Norwegian Journalist's 'Joke' Made The Absurdity Of Islamophobia Facebook Official

"The comments went on for two days, and despite people telling the commenters that it was just some empty bus seats."

Norwegian journalist Johan Slattavik was "bored one night" when he decided to share of six Muslim women wearing burkas on a public bus in a Facebook group called "Fedrelandet viktigst" — which is Norwegian for "Fatherland first" — and ask for people's thoughts.

Fedrelandet viktigst is a invite-only nationalist group that claims to be "for anyone who loves Norway, and appreciates what our ancestors have been fighting for."

In sharing the photo, Slattavik tells A Plus he had an inkling members would be outraged, but it turns out the joke was actually on them. A closer look at the picture reveals those "Muslim women in burkas" are actually just empty seats on a bus.


The "social experiment," as Slattavik calls it, has since gone viral thanks to many of the Islamophobic and xenophobic responses it has received even after duped social media users realized there were no Muslim women to be found in the photo.

"What surprised me most is the effects of group polarization, and how people just follow the stream. Do as others do, react as others react," Slattavik explains. "The comments went on for two days, and despite people telling the commenters that it was just some empty bus seats, the comments continued to pour in."

In fact Slattavik tells us "very few" people even expressed regret or remorse upon realizing that the photo that had gotten them so angry was just of an empty bus. "It seemed like people really wanted to believe that the seats were Muslim women," he says. "[It was] both funny and scary to observe this blatant denial."

Though the group is private, a Facebook user named Sindre Beyer — who per HuffPost is a political adviser for the Norwegian Labour Party — shared what appears to be several hate-filled responses to Slattavik's image.

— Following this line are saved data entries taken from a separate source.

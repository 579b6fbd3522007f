//! Playback Synchronization - keeps a live mirror close to the source
//!
//! - `BufferCell`: single-writer buffer state with lock-free snapshots
//! - `PlaybackClock`: poll-driven wait/play/seek/recover state machine
//! - `FrameScheduler`: paces decoded frames and applies clock decisions

mod buffer;
mod clock;
mod scheduler;

pub use buffer::*;
pub use clock::*;
pub use scheduler::*;

/// Microseconds to seconds
pub(crate) fn us_to_sec(us: u64) -> f64 {
    us as f64 / 1_000_000.0
}
//! Session error types

use decoder::DecoderError;
use mirror_protocol::ProtocolError;
use thiserror::Error;

#[derive(Debug, Error)]
pub enum SessionError {
    #[error("Invalid configuration: {0}")]
    InvalidConfig(String),

    #[error("Invalid playback settings: {0}")]
    Playback(#[from] ProtocolError),

    #[error("Decoder error: {0}")]
    Decoder(#[from] DecoderError),

    #[error("Failed to parse configuration: {0}")]
    Parse(#[from] serde_json::Error),

    #[error("IO error: {0}")]
    Io(#[from] std::io::Error),

    #[error("Session not active")]
    NotActive,
}

pub type SessionResult<T> = Result<T, SessionError>;
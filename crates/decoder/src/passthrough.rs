//! Passthrough backend
//!
//! Forwards encoded access units as frames for an external player. Video
//! keyframes are prefixed with the active SPS/PPS so playback can start at
//! any of them.

use std::collections::HashSet;

use bytes::{BufMut, BytesMut};
use mirror_protocol::{CodecDescriptor, CodecId, MediaType};
use stream_demux::{MediaPacket, keyframe};
use tracing::{debug, info};

use crate::{
    DecodedFrame, DecoderAdapter, DecoderError, DecoderKind, DecoderResult, DecoderStats,
    FramePayload, FrameSink,
};

pub struct PassthroughDecoder {
    sink: FrameSink,
    video: Option<CodecDescriptor>,
    audio: Option<CodecDescriptor>,
    outstanding: HashSet<u64>,
    stats: DecoderStats,
}

impl PassthroughDecoder {
    pub fn new(sink: FrameSink) -> Self {
        Self {
            sink,
            video: None,
            audio: None,
            outstanding: HashSet::new(),
            stats: DecoderStats::default(),
        }
    }

    fn descriptor(&self, media: MediaType) -> Option<&CodecDescriptor> {
        match media {
            MediaType::Video => self.video.as_ref(),
            MediaType::Audio => self.audio.as_ref(),
        }
    }
}

impl DecoderAdapter for PassthroughDecoder {
    fn kind(&self) -> DecoderKind {
        DecoderKind::Passthrough
    }

    fn configure(&mut self, descriptor: &CodecDescriptor) -> DecoderResult<()> {
        info!(
            media = %descriptor.media_type(),
            config_len = descriptor.config.len(),
            "Configuring passthrough decoder"
        );
        match descriptor.media_type() {
            MediaType::Video => self.video = Some(descriptor.clone()),
            MediaType::Audio => self.audio = Some(descriptor.clone()),
        }
        Ok(())
    }

    fn submit(&mut self, packet: &MediaPacket) -> DecoderResult<()> {
        self.stats.packets_submitted += 1;

        let Some(descriptor) = self.descriptor(packet.media_type) else {
            self.stats.decode_errors += 1;
            return Err(DecoderError::NotConfigured(packet.media_type));
        };

        let needs_parameter_sets = descriptor.codec == CodecId::H264
            && packet.is_keyframe()
            && keyframe::parameter_sets(&packet.payload).is_none();
        let data = if needs_parameter_sets {
            let mut data = BytesMut::with_capacity(descriptor.config.len() + packet.payload.len());
            data.put_slice(&descriptor.config);
            data.put_slice(&packet.payload);
            data.freeze()
        } else {
            packet.payload.clone()
        };

        let frame = DecodedFrame::new(
            packet.media_type,
            packet.timestamp_us.unwrap_or(0),
            packet.is_keyframe(),
            FramePayload::Encoded(data),
        );
        let sequence = self.sink.emit(frame)?;
        self.outstanding.insert(sequence);
        self.stats.frames_emitted += 1;
        Ok(())
    }

    fn release(&mut self, frame: DecodedFrame) {
        if self.outstanding.remove(&frame.sequence) {
            self.stats.frames_released += 1;
        } else {
            debug!(sequence = frame.sequence, "Released frame was not outstanding");
        }
    }

    fn reset(&mut self) {
        debug!("Resetting passthrough decoder");
    }

    fn stats(&self) -> DecoderStats {
        DecoderStats {
            frames_outstanding: self.outstanding.len() as u64,
            ..self.stats.clone()
        }
    }
}

#[cfg(test)]
mod tests {
    use super::*;
    use crate::frame_channel;
    use bytes::Bytes;
    use stream_demux::{FrameKind, StreamScheme};

    const PARAMETER_SETS: &[u8] = &[0, 0, 0, 1, 0x67, 0x42, 0, 0, 0, 1, 0x68, 0xCE];
    const IDR: &[u8] = &[0, 0, 0, 1, 0x65, 0x88];

    fn video_packet(kind: FrameKind, payload: &'static [u8]) -> MediaPacket {
        MediaPacket {
            media_type: MediaType::Video,
            kind,
            scheme: StreamScheme::Multiplexed,
            timestamp_us: Some(16_666),
            payload: Bytes::from_static(payload),
        }
    }

    #[test]
    fn test_submit_before_configure_is_rejected() {
        let (sink, mut frames) = frame_channel();
        let mut decoder = PassthroughDecoder::new(sink);
        assert!(matches!(
            decoder.submit(&video_packet(FrameKind::Key, IDR)),
            Err(DecoderError::NotConfigured(MediaType::Video))
        ));
        assert!(frames.try_recv().is_err());
        assert_eq!(decoder.stats().decode_errors, 1);
    }

    #[test]
    fn test_keyframe_carries_parameter_sets() {
        let (sink, mut frames) = frame_channel();
        let mut decoder = PassthroughDecoder::new(sink);
        decoder
            .configure(&CodecDescriptor::new(CodecId::H264, PARAMETER_SETS))
            .unwrap();
        decoder.submit(&video_packet(FrameKind::Key, IDR)).unwrap();
        decoder.submit(&video_packet(FrameKind::Delta, &[0, 0, 1, 0x41])).unwrap();

        let key = frames.try_recv().unwrap();
        assert_eq!(key.presentation_time_us, 16_666);
        assert!(key.is_keyframe);
        assert_eq!(key.data, FramePayload::Encoded([PARAMETER_SETS, IDR].concat().into()));

        let delta = frames.try_recv().unwrap();
        assert!(!delta.is_keyframe);
        assert_eq!(delta.data.len(), 4);
    }

    #[test]
    fn test_release_tracks_outstanding_frames() {
        let (sink, mut frames) = frame_channel();
        let mut decoder = PassthroughDecoder::new(sink);
        decoder
            .configure(&CodecDescriptor::new(CodecId::H264, PARAMETER_SETS))
            .unwrap();
        decoder.submit(&video_packet(FrameKind::Key, IDR)).unwrap();
        decoder.submit(&video_packet(FrameKind::Key, IDR)).unwrap();
        assert_eq!(decoder.stats().frames_outstanding, 2);

        decoder.release(frames.try_recv().unwrap());
        let stats = decoder.stats();
        assert_eq!(stats.frames_outstanding, 1);
        assert_eq!(stats.frames_released, 1);
    }
}
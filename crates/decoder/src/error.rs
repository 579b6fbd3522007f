//! Decoder error types

use mirror_protocol::{CodecId, MediaType};
use thiserror::Error;

use crate::DecoderKind;

#[derive(Debug, Error)]
pub enum DecoderError {
    #[error("Decoder backend not available: {0}")]
    UnsupportedBackend(DecoderKind),

    #[error("{backend} decoder does not support codec {codec:?}")]
    UnsupportedCodec { backend: DecoderKind, codec: CodecId },

    #[error("No {0} codec descriptor delivered yet")]
    DescriptorMissing(MediaType),

    #[error("Decoder not configured for {0}")]
    NotConfigured(MediaType),

    #[error("Decoder initialization failed: {0}")]
    InitFailed(String),

    #[error("Decoding failed: {0}")]
    DecodeFailed(String),

    #[error("Unknown decoder kind: {0}")]
    UnknownKind(String),

    #[error("Frame consumer is gone")]
    SinkClosed,
}

pub type DecoderResult<T> = Result<T, DecoderError>;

According to the publication, users labeled the photo "tragic," "disgusting," and said it's proof of Norway's "Islamization." 

For Slattavik, the intense reaction illustrated just how deep-seated some people's hatred for others is, because even a photo of empty seats had the power to elicit an incredibly powerful response. And even though he knows this "joke" isn't likely to change hearts and minds, he wants people to have learned an important lesson, explaining, "I hope people learn that there are important differences between legitimate criticism of immigration and other things — and blind racism and prejudice." 

"I also hope people learned something about group mentality and group thinking," he adds.

As the 2016 European Islamophobia Report revealed, hatred toward and fear of those who practice Islam is growing in Europe, and according to The Washington Post, Norway has previously considered legislation that would prevent women from wearing burqas, although the proposal was met with criticism.

As for how we can fight xenophobia going forward as a society? Slattavik's answer should come as no surprise given the nature of his "experiment." "I believe humor is the best weapon. Nothing good ever comes from hating haters," he concludes. "That just creates more hate, like a hate-spiral."